Editorial for JETC Special Issue on Alternative Computing Systems

Mobile Unified Memory-Storage Structure based on Hybrid Non-Volatile Memories

In mobile computing systems, the limited amount of main memory space leads to page swap operation overhead and data duplication in both main memory and secondary storage. Furthermore, SQLite write operations in mobile devices such as smartphones and tablet PCs tend to frequently overwrite data to storage, significantly degrading performance. Thus, this paper presents a unified memory-storage structure that is optimized for mobile devices and blurs the boundary between the existing main memory layer and secondary storage layer. The unified memory-storage structure consists of a Dynamic RAM (DRAM) based dual buffering module, hybrid unified memory-storage array consisting of DRAM, a SLC/MLC hybrid 3D cross point array, and NAND Flash memory, and an associated unified storage translation layer devised for the memory address and file translation mechanism as a system software module. This hybrid array of non-volatile memories is formed as a single memory-disk integrated storage space that can be logically divided into static and dynamic spaces. Experimental results show that the overall performance of the hybrid unified memory-storage system with the buffering structure increases by around 59% and power consumption is also improved by 30%, compared to previous integrated memory-disk system.

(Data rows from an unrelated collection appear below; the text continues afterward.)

//! # Postgres
//!
//! PostgreSQL storage for the campground kiosk: the connection pool and schema
//! migrations, the reservation ledger behind [`campground::ReservationStore`],
//! and the loader for the site inventory tables.

/// Connection pool and migrations.
pub mod database;
/// Mapping of database errors onto booking errors.
pub mod error;
/// Site types, sites, extras and rules loaded from their tables.
pub mod inventory_repo;
/// Reservation ledger backed by the `reservations` table.
pub mod reservation_store;

pub use database::{
    DatabaseSettings, create_connection_pool, run_migrations, test_connection,
};
pub use error::map_sqlx_error;
pub use inventory_repo::load_inventory;
pub use reservation_store::PgReservationStore;
pub use sqlx::PgPool;
use serde::Serialize;

/// Custom error type for booking operations
#[derive(thiserror::Error, Debug, Clone, PartialEq, Eq)]
pub enum BookingError {
    /// Unknown site type, site, extra service or reservation
    #[error("{entity} not found: {id}")]
    NotFound {
        /// Kind of record that was looked up
        entity: &'static str,
        /// Identifier that did not match
        id: String,
    },

    /// Input rejected before any side effect took place
    #[error("Invalid argument: {0}")]
    InvalidArgument(String),

    /// Reservation data or a collaborator could not be reached
    #[error("Service unavailable: {0}")]
    Unavailable(String),

    /// Payment was declined or errored before any funds moved
    #[error("Payment failed: {0}")]
    PaymentFailed(String),

    /// Payment was captured but the booking could not be recorded
    #[error("Payment {payment_reference} was captured but the booking was not recorded: {reason}")]
    Reconciliation {
        /// Reference of the captured payment
        payment_reference: String,
        /// Why recording the booking failed
        reason: String,
    },

    /// Storage rejected a write because of an overlapping reservation
    #[error("Reservation conflict: {0}")]
    Conflict(String),
}

/// Fieldless view of [`BookingError`], used in session state and responses
#[derive(Debug, Clone, Copy, PartialEq, Eq, Serialize)]
#[serde(rename_all = "snake_case")]
pub enum ErrorKind {
    /// See [`BookingError::NotFound`]
    NotFound,
    /// See [`BookingError::InvalidArgument`]
    InvalidArgument,
    /// See [`BookingError::Unavailable`]
    Unavailable,
    /// See [`BookingError::PaymentFailed`]
    PaymentFailed,
    /// See [`BookingError::Reconciliation`]
    Reconciliation,
    /// See [`BookingError::Conflict`]
    Conflict,
}

impl ErrorKind {
    /// Stable code used in JSON error bodies
    pub fn code(self) -> &'static str {
        match self {
            ErrorKind::NotFound => "not_found",
            ErrorKind::InvalidArgument => "invalid_argument",
            ErrorKind::Unavailable => "unavailable",
            ErrorKind::PaymentFailed => "payment_failed",
            ErrorKind::Reconciliation => "reconciliation_required",
            ErrorKind::Conflict => "conflict",
        }
    }
}

impl BookingError {
    /// Shorthand for [`BookingError::NotFound`]
    pub fn not_found(entity: &'static str, id: impl ToString) -> Self {
        BookingError::NotFound {
            entity,
            id: id.to_string(),
        }
    }

    /// Shorthand for [`BookingError::InvalidArgument`]
    pub fn invalid(msg: impl Into<String>) -> Self {
        BookingError::InvalidArgument(msg.into())
    }

    /// The kind of this error without its payload
    pub fn kind(&self) -> ErrorKind {
        match self {
            BookingError::NotFound { .. } => ErrorKind::NotFound,
            BookingError::InvalidArgument(_) => ErrorKind::InvalidArgument,
            BookingError::Unavailable(_) => ErrorKind::Unavailable,
            BookingError::PaymentFailed(_) => ErrorKind::PaymentFailed,
            BookingError::Reconciliation { .. } => ErrorKind::Reconciliation,
            BookingError::Conflict(_) => ErrorKind::Conflict,
        }
    }

    /// Whether the user may simply try the same action again
    pub fn is_retryable(&self) -> bool {
        matches!(
            self,
            BookingError::Unavailable(_) | BookingError::PaymentFailed(_)
        )
    }

    /// Whether the error ends the session and must be handed to staff
    pub fn is_terminal(&self) -> bool {
        matches!(
            self,
            BookingError::Reconciliation { .. } | BookingError::Conflict(_)
        )
    }
}

impl actix_web::ResponseError for BookingError {
    fn status_code(&self) -> actix_web::http::StatusCode {
        use actix_web::http::StatusCode;

        match self {
            BookingError::NotFound { .. } => StatusCode::NOT_FOUND,
            BookingError::InvalidArgument(_) => StatusCode::BAD_REQUEST,
            BookingError::Unavailable(_) => StatusCode::SERVICE_UNAVAILABLE,
            BookingError::PaymentFailed(_) => StatusCode::PAYMENT_REQUIRED,
            BookingError::Reconciliation { .. } => StatusCode::INTERNAL_SERVER_ERROR,
            BookingError::Conflict(_) => StatusCode::CONFLICT,
        }
    }

    fn error_response(&self) -> actix_web::HttpResponse {
        use actix_web::HttpResponse;

        let code = self.kind().code();
        let retryable = self.is_retryable();

        match self {
            BookingError::Reconciliation {
                payment_reference, ..
            } => HttpResponse::build(self.status_code()).json(serde_json::json!({
                "error": code,
                "message": "Your payment was received but the booking could not be saved. Please contact the campground office.",
                "payment_reference": payment_reference,
                "retryable": false
            })),
            BookingError::Conflict(_) => {
                HttpResponse::build(self.status_code()).json(serde_json::json!({
                    "error": code,
                    "message": "Those dates were just taken. Please contact the campground office.",
                    "retryable": false
                }))
            }
            _ => HttpResponse::build(self.status_code()).json(serde_json::json!({
                "error": code,
                "message": self.to_string(),
                "retryable": retryable
            })),
        }
    }
}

Impact of Electrostatic Coupling and Wafer-Bonding Defects on Delay Testing of Monolithic 3D Integrated Circuits

Monolithic three-dimensional (M3D) integration is gaining momentum as it has the potential to achieve significantly higher device density compared to 3D integration based on through-silicon vias. In this paper, we first analyze electrostatic coupling in M3D ICs, which arises due to the aggressive scaling of the inter-layer dielectric thickness. We then analyze defects that arise due to voids created during wafer bonding. We quantify the impact of these defects on the threshold voltage of a top-layer transistor in an M3D integrated circuit. We also show that wafer-bonding defects can lead to a change in the resistance of inter-layer vias (ILVs), and in some cases, lead to an open in an ILV or a short between two ILVs. We then analyze the impact of these defects on path delays using HSpice simulations. We study their impact on the effectiveness of delay-test patterns for multiple instances of IWLS05 benchmarks in which these defects were randomly injected. Our results show that the timing characteristics of an M3D IC can be significantly altered due to coupling and wafer-bonding defects if the thickness of its ILD is less than 100 nm.

Distributed In-Memory Computing on Binary RRAM Crossbar

The recent emerging resistive random-access memory (RRAM) can provide non-volatile memory storage but also intrinsic computing for matrix-vector multiplication, which is ideal for low-power and high-throughput data analytics accelerator performed in memory. However, the existing RRAM-crossbar based computing is mainly assumed as a multi-level analog computing, whose result is sensitive to process nonuniformity as well as additional overhead from AD-conversion and I/O. In this paper, we explore the matrix-vector multiplication accelerator on a binary RRAM-crossbar with adaptive 1-bit-comparator based parallel conversion. Moreover, a distributed in-memory computing architecture is also developed with according control protocol. Both memory array and logic accelerator are implemented on the binary RRAM-crossbar, where logic-memory pair can be distributed with protocol of control bus. Experiment results have shown that compared to the analog RRAM-crossbar, the proposed binary RRAM-crossbar can achieve significant area-saving with better calculation accuracy. Moreover, significant speedup can be achieved for matrix-vector multiplication in the neuron-network based machine learning such that the overall training and testing time can be both reduced respectively. In addition, large energy saving can be also achieved when compared to the traditional CMOS-based out-of-memory computing architecture.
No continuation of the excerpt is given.